Speed up video production
More and more clients are emphasizing video and are focusing on fewer, more involved media projects as opposed to a regular flow of social posts. What's behind the shift?
- Gen Z and Millennials, of course. They make up half the U.S. population and their preference for video is real. And they go for all kinds of video, cozying up to everything from product demos to consumer testimonials to episodic or docu-style storytelling.
- Our brains are wired for video: we are 90 percent more likely to remember messages we watch than those we read.
- Another key driver is the decline of organic social content. With new platform algorithms in place to serve up more content from users' friends, the reach of content without paid support is greatly diminished.

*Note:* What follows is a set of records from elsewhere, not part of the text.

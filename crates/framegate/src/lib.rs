//! Frame-tick call throttling.
//!
//! [`FrameThrottle`] wraps a callback so that repeated calls collapse to at
//! most one invocation per frame tick — useful for rate-limiting event
//! streams (pointer moves, resize storms) that would otherwise thrash
//! whatever the callback drives. Scheduling goes through the
//! [`FrameScheduler`] capability, so the core never touches a windowing
//! stack: tests drive a [`ManualScheduler`], real applications plug in a
//! host binding such as `framegate-winit`'s redraw scheduler.
//!
//! One contract worth reading twice: a burst keeps the **first** call's
//! arguments, not the last — see [`FrameThrottle`].
//!
//! # Structure
//!
//! | Module | Contents |
//! |--------|----------|
//! | [`sched`] | `FrameScheduler`, `ManualScheduler`, `FrameCallback`, `FrameTick`, `RequestId` |
//! | [`throttle`] | `FrameThrottle` |
//!
//! # Quick start
//!
//! ```rust
//! use framegate::{FrameThrottle, ManualScheduler};
//! use std::cell::RefCell;
//! use std::rc::Rc;
//!
//! let scheduler = ManualScheduler::new();
//! let seen = Rc::new(RefCell::new(Vec::new()));
//!
//! let sink = Rc::clone(&seen);
//! let throttle = FrameThrottle::new(scheduler.clone(), move |v: u32| {
//!     sink.borrow_mut().push(v);
//! });
//!
//! throttle.call(1);
//! throttle.call(2); // dropped: a frame is already scheduled
//! assert!(seen.borrow().is_empty()); // nothing runs until the tick
//!
//! scheduler.tick();
//! assert_eq!(*seen.borrow(), vec![1]); // the first call's args win
//!
//! throttle.call(3);
//! throttle.cancel(); // suppresses the scheduled invocation
//! scheduler.tick();
//! assert_eq!(*seen.borrow(), vec![1]);
//! ```

pub mod sched;
pub mod throttle;

pub use sched::{FrameCallback, FrameScheduler, FrameTick, ManualScheduler, RequestId};
pub use throttle::FrameThrottle;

The challenge is to pull off high-quality video without sinking so much time and money into production. Traditional production is incredibly expensive and doesn't meet clients' quick-turn needs. Cracking the code of rapid video creation will be a gamechanger. That might mean hiring staff cinematographers who can concept, shoot, and edit -- who aren't easy to find. Start looking now.
Create experiences worth sharing
The role of events in social media is flipping. For the past decade, brands used social to promote and drive traffic to events. Now, it's the opposite. Brands see that great experiences -- whether in real life or online -- are the ones consumers want to share. Arm your audience with social currency by giving them something they can't get on their own, whether it's a timely Snapchat filter, exclusive access, or direct communication with a celebrity.
Remember, a consumer's most valued brand is her/his own, so give each of them a moment, a tool, or an exclusive capture that will burnish their identity and rack up shares and likes. Such activity can be a powerful megaphone for brands -- and one of the few ways organic posts can still achieve considerable reach.